Stored entries:
------------------------------------
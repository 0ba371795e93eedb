use crate::{LinkState, MediaKind, Participant, SessionIdentity, SessionState};
use std::collections::BTreeMap;

/// State of the local media permission request
#[derive(Debug, Clone, PartialEq, Eq)]
pub enum MediaPermission {
    /// Waiting for the user to answer the permission prompt
    Pending,
    /// Capture is running
    Granted,
    /// The user or the platform refused capture
    Denied { reason: String },
}

/// Severity of a transient notification
#[derive(Debug, Clone, Copy, PartialEq, Eq)]
pub enum NoticeLevel {
    Info,
    /// Non-blocking, but rendered as a destructive toast
    Destructive,
}

/// Point-in-time view of the local client, answered on request
#[derive(Debug, Clone, PartialEq)]
pub struct SessionSnapshot {
    /// Everyone currently present, including ourselves
    pub roster: Vec<Participant>,
    /// One entry per PeerLink
    pub links: BTreeMap<SessionIdentity, LinkState>,
    /// Local mirror of the replicated state
    pub state: SessionState,
    /// Whether the relay subscription is live
    pub online: bool,
}

/// Events the session core emits to the embedding UI
#[derive(Debug, Clone, PartialEq)]
pub enum SessionEvent {
    /// Joining has started; show the connecting indicator
    Connecting,

    /// Local media permission changed
    Media(MediaPermission),

    /// Capture was refused. Blocking; the UI shows remediation and a reload action
    PermissionDenied {
        /// Human readable steps to re-enable capture
        remediation: String,
    },

    /// Subscribed to the session channels
    Joined,

    /// The relay became unreachable; the roster is considered empty
    Offline,

    /// The relay subscription was re-established
    Reconnected,

    /// A remote participant appeared in the roster
    PeerJoined(Participant),

    /// A remote participant left the roster
    PeerLeft(SessionIdentity),

    /// A PeerLink changed lifecycle state
    PeerLinkChanged {
        /// Remote identity of the link
        peer: SessionIdentity,
        /// New state
        state: LinkState,
    },

    /// A remote track is available for rendering
    RemoteTrack {
        /// Remote identity the track belongs to
        peer: SessionIdentity,
        /// Track ID
        track_id: String,
        /// Track kind
        kind: MediaKind,
    },

    /// The replicated state changed
    StateChanged(SessionState),

    /// A local command was refused at the write boundary
    CommandRejected {
        /// Why it was refused
        reason: String,
    },

    /// Transient notification
    Notice {
        /// Severity
        level: NoticeLevel,
        /// Text to show
        message: String,
    },

    /// Answer to a snapshot request
    Snapshot(SessionSnapshot),

    /// The session is over for this client
    Ended {
        /// Why the session ended
        reason: String,
    },
}
//! Self-describing binary document encoder (spec.md §4.C, §6).
//!
//! Both document kinds are built by first rendering each record as its own
//! CBOR value, then assembling as many of those values as fit under a fixed
//! size budget. This produces the same end result as the original's
//! streaming "truncate by closing open containers" approach without
//! needing a fallible fixed-size writer: by the time an item is dropped for
//! space, the document built so far is already a complete, valid CBOR
//! value.

pub mod data;
pub mod meta;

pub use data::{BootSection, DataDocument};
pub use meta::MetaDocument;

use minicbor::Encoder;

type CborResult<T> = Result<T, minicbor::encode::Error<std::convert::Infallible>>;

pub(crate) fn encode_to_vec(f: impl FnOnce(&mut Encoder<Vec<u8>>) -> CborResult<()>) -> Vec<u8> {
    let mut enc = Encoder::new(Vec::new());
    match f(&mut enc) {
        Ok(()) => enc.into_writer(),
        Err(_) => Vec::new(),
    }
}

/// Number of leading `items` that fit within `budget` bytes, in order.
fn fit_within(items: &[Vec<u8>], budget: usize) -> usize {
    let mut used = 0;
    let mut count = 0;
    for item in items {
        if used + item.len() > budget {
            break;
        }
        used += item.len();
        count += 1;
    }
    count
}
//! Top-level facade wiring Config, Store, Registry, Encoder, LogHook,
//! samplers, Reporter, and CommandDispatcher into one caller-owned value
//! (spec.md §9: "Global singleton... wrap as one `Agent` value owned by the
//! caller").

use std::sync::atomic::{AtomicBool, Ordering};
use std::sync::Arc;

use parking_lot::RwLock;

use crate::command::{CommandDispatcher, RebootControl};
use crate::config::AgentConfig;
use crate::error::{AgentError, RegistryError};
use crate::platform_kv::{self, NvKv};
use crate::registry::{Descriptor, Family, Registry};
use crate::reporter::clock::Clock;
use crate::reporter::transport::{Transport, TransportEvent};
use crate::reporter::{Reporter, TickOutcome};
use crate::samplers::{HeapSampler, HeapSource, SampleSink, WifiSampler, WifiSource};
use crate::store::events::EventSink;
use crate::store::platform::ResetRegion;
use crate::store::record::Severity;
use crate::store::PersistentRingStore;
use crate::loghook::LogHook;

/// Everything needed to construct an [`Agent`], grouped so the constructor
/// doesn't take a dozen positional arguments in a row.
pub struct AgentDeps {
    pub region: Box<dyn ResetRegion>,
    pub event_sink: Box<dyn EventSink>,
    pub transport: Box<dyn Transport>,
    pub clock: Box<dyn Clock>,
    pub kv: Box<dyn NvKv>,
    pub reboot: Box<dyn RebootControl>,
    pub heap_source: Option<Box<dyn HeapSource>>,
    pub wifi_source: Option<Box<dyn WifiSource>>,
    pub station_mac: [u8; 6],
    pub fw_version: String,
    pub fw_sha256: String,
    /// Whether this boot followed a reset worth reporting in the boot
    /// section (panic, watchdog, brownout; see [`crate::store::platform::ResetCause`]).
    pub boot_pending: bool,
}

/// The on-device diagnostics agent: the single owned value an embedding
/// application constructs once at startup and drives from its own task
/// loop (spec.md §5: there is no internal scheduler, the caller's worker
/// tasks call `tick_reporter`/`sample_heap`/`sample_wifi`).
pub struct Agent {
    registry: Arc<RwLock<Registry>>,
    store: Arc<PersistentRingStore>,
    reporter: Reporter,
    command_dispatcher: CommandDispatcher,
    log_hook: Arc<LogHook>,
    heap_sampler: Option<HeapSampler>,
    wifi_sampler: Option<WifiSampler>,
    node_id: String,
    active: AtomicBool,
}

impl Agent {
    pub fn new(config: AgentConfig, deps: AgentDeps) -> Result<Self, AgentError> {
        let registry = Arc::new(RwLock::new(Registry::new(config.registry.max_metrics, config.registry.max_variables)));
        let store = Arc::new(PersistentRingStore::new(deps.region, config.store, deps.event_sink)?);

        let node_id = platform_kv::node_id(deps.kv.as_ref(), deps.station_mac);
        let reporting_enabled = Arc::new(AtomicBool::new(true));

        let log_hook = Arc::new(LogHook::new(store.clone(), Severity::Event));

        let heap_sampler = deps.heap_source.map(|source| {
            let sink = SampleSink::new(registry.clone(), store.clone());
            HeapSampler::new(source, sink)
        });
        let wifi_sampler = deps.wifi_source.map(|source| {
            let sink = SampleSink::new(registry.clone(), store.clone());
            WifiSampler::new(source, sink)
        });

        let reporter = Reporter::new(
            store.clone(),
            registry.clone(),
            deps.transport,
            deps.clock,
            deps.kv,
            config.reporter.min_period,
            config.reporter.max_period,
            config.reporter.ack_timeout,
            config.reporter.max_document_size,
            deps.fw_version,
            deps.fw_sha256,
            deps.boot_pending,
        );

        let command_dispatcher = CommandDispatcher::new(registry.clone(), reporting_enabled, deps.reboot);

        Ok(Self {
            registry,
            store,
            reporter,
            command_dispatcher,
            log_hook,
            heap_sampler,
            wifi_sampler,
            node_id,
            active: AtomicBool::new(true),
        })
    }

    /// Factory-provisioned or MAC-derived identifier (spec.md §6).
    pub fn node_id(&self) -> &str {
        &self.node_id
    }

    /// Register a metric descriptor. Must happen before any sampler reports
    /// under the same `(tag, key)` (spec.md §4.B).
    pub fn register_metric(&self, descriptor: Descriptor) -> Result<(), RegistryError> {
        self.registry.write().register(Family::Metric, descriptor)
    }

    /// Register a variable descriptor.
    pub fn register_variable(&self, descriptor: Descriptor) -> Result<(), RegistryError> {
        self.registry.write().register(Family::Variable, descriptor)
    }

    /// The [`tracing_subscriber::Layer`] the embedding application installs
    /// on its subscriber to route `tracing::error!`/`warn!`/`info!` into the
    /// critical stream.
    pub fn log_hook(&self) -> Arc<LogHook> {
        self.log_hook.clone()
    }

    /// Run one heap sample, if a [`HeapSource`] was supplied at construction.
    /// No-op after [`Agent::deinit`].
    pub fn sample_heap(&mut self) {
        if !self.is_active() {
            return;
        }
        if let Some(sampler) = &mut self.heap_sampler {
            sampler.sample();
        }
    }

    /// Run one Wi-Fi sample, if a [`WifiSource`] was supplied at
    /// construction. No-op after [`Agent::deinit`].
    pub fn sample_wifi(&mut self) {
        if !self.is_active() {
            return;
        }
        if let Some(sampler) = &mut self.wifi_sampler {
            sampler.sample();
        }
    }

    /// One pass of the Reporter's adaptive cycle, or `None` if whole-agent
    /// reporting is currently disabled via the command channel or the agent
    /// has been torn down with [`Agent::deinit`].
    pub fn tick_reporter(&mut self) -> Option<TickOutcome> {
        if !self.is_active() || !self.command_dispatcher.reporting_enabled() {
            return None;
        }
        Some(self.reporter.tick())
    }

    /// Feed one transport-posted event (ack, failure, or a received
    /// command document) into the agent. Ignored after [`Agent::deinit`]
    /// (spec.md §5 Cancellation: "an in-flight send is abandoned; its ack,
    /// if later received, is ignored because the dispatcher is gone").
    pub fn on_transport_event(&mut self, event: TransportEvent) {
        if !self.is_active() {
            return;
        }
        if let TransportEvent::Recv(bytes) = &event {
            let _reply = self.command_dispatcher.dispatch(bytes);
            // Posting `_reply` back to the transport is the caller's
            // responsibility: this crate has no send-side knowledge of
            // which channel a command arrived on.
            return;
        }
        self.reporter.on_transport_event(event);
    }

    /// Decode and process one inbound command document directly, returning
    /// the CBOR-encoded `{status}` reply (spec.md §4.G). Use this when the
    /// embedding application routes command documents outside the
    /// Transport's generic event stream. Returns an empty reply after
    /// [`Agent::deinit`].
    pub fn dispatch_command(&self, doc_bytes: &[u8]) -> Vec<u8> {
        if !self.is_active() {
            return Vec::new();
        }
        self.command_dispatcher.dispatch(doc_bytes)
    }

    /// Direct access to the store, for advanced callers (diagnostics CLI,
    /// tests).
    pub fn store(&self) -> &Arc<PersistentRingStore> {
        &self.store
    }

    fn is_active(&self) -> bool {
        self.active.load(Ordering::Relaxed)
    }

    /// Tear the agent down (spec.md §5 Cancellation): disconnects the
    /// transport, unregisters the log hook, and marks every other operation
    /// a no-op. Idempotent. No internal timers to stop (samplers are driven
    /// by the caller's own loop, not owned by this crate) and no locks held
    /// across calls, so those two legs of the contract are trivially
    /// satisfied by construction.
    pub fn deinit(&mut self) {
        if !self.active.swap(false, Ordering::Relaxed) {
            return;
        }
        self.reporter.disconnect_transport();
        self.log_hook.stop();
    }
}

#[cfg(test)]
mod test {
    use super::*;
    use crate::command::RecordingRebootControl;
    use crate::config::{RegistryConfig, ReporterConfig, StoreConfig};
    use crate::platform_kv::InMemoryNvKv;
    use crate::reporter::clock::SystemClock;
    use crate::reporter::transport::SendOutcome;
    use crate::store::events::NullSink;
    use crate::store::platform::InMemoryResetRegion;
    use crate::store::required_bytes;
    use parking_lot::Mutex as PlMutex;

    #[derive(Default)]
    struct StubTransport {
        connected: PlMutex<bool>,
    }
    impl Transport for StubTransport {
        fn connect(&self) -> Result<(), ()> {
            *self.connected.lock() = true;
            Ok(())
        }
        fn disconnect(&self) {
            *self.connected.lock() = false;
        }
        fn is_connected(&self) -> bool {
            *self.connected.lock()
        }
        fn send(&self, _bytes: &[u8]) -> Result<SendOutcome, ()> {
            Ok(SendOutcome::Synchronous)
        }
        fn poll_events(&self) -> Vec<TransportEvent> {
            Vec::new()
        }
    }

    fn test_agent() -> Agent {
        let store_cfg = StoreConfig {
            critical_size: 512,
            non_critical_size: 256,
            reporting_watermark_percent: 10,
            non_critical_overflow: crate::config::OverflowPolicy::DropNew,
        };
        let config = AgentConfig {
            store: store_cfg,
            registry: RegistryConfig {
                max_metrics: 8,
                max_variables: 8,
            },
            reporter: ReporterConfig::default(),
        };
        let deps = AgentDeps {
            region: Box::new(InMemoryResetRegion::cold(required_bytes(&store_cfg))),
            event_sink: Box::new(NullSink),
            transport: Box::new(StubTransport::default()),
            clock: Box::new(SystemClock),
            kv: Box::new(InMemoryNvKv::new()),
            reboot: Box::new(RecordingRebootControl::new()),
            heap_source: None,
            wifi_source: None,
            station_mac: [0u8; 6],
            fw_version: "1.0.0".to_string(),
            fw_sha256: "deadbeef".to_string(),
            boot_pending: false,
        };
        Agent::new(config, deps).unwrap()
    }

    #[test]
    fn deinit_disconnects_transport_and_stops_further_ticks() {
        let mut agent = test_agent();
        assert_eq!(agent.tick_reporter(), Some(TickOutcome::NotConnected));

        agent.deinit();
        assert_eq!(agent.tick_reporter(), None);

        // Idempotent: a second deinit is a no-op, not a double-disconnect panic.
        agent.deinit();
        assert_eq!(agent.tick_reporter(), None);
    }

    #[test]
    fn dispatch_command_is_ignored_after_deinit() {
        let mut agent = test_agent();
        agent.deinit();
        assert!(agent.dispatch_command(&[0xff, 0x00]).is_empty());
    }
}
------------------------------------
• [Aim of the exercise]:
Check each line of the records above for the string "NullSink", and report every line that has it.

• [Worked solution]:
    use crate::store::events::NullSink;
            event_sink: Box::new(NullSink),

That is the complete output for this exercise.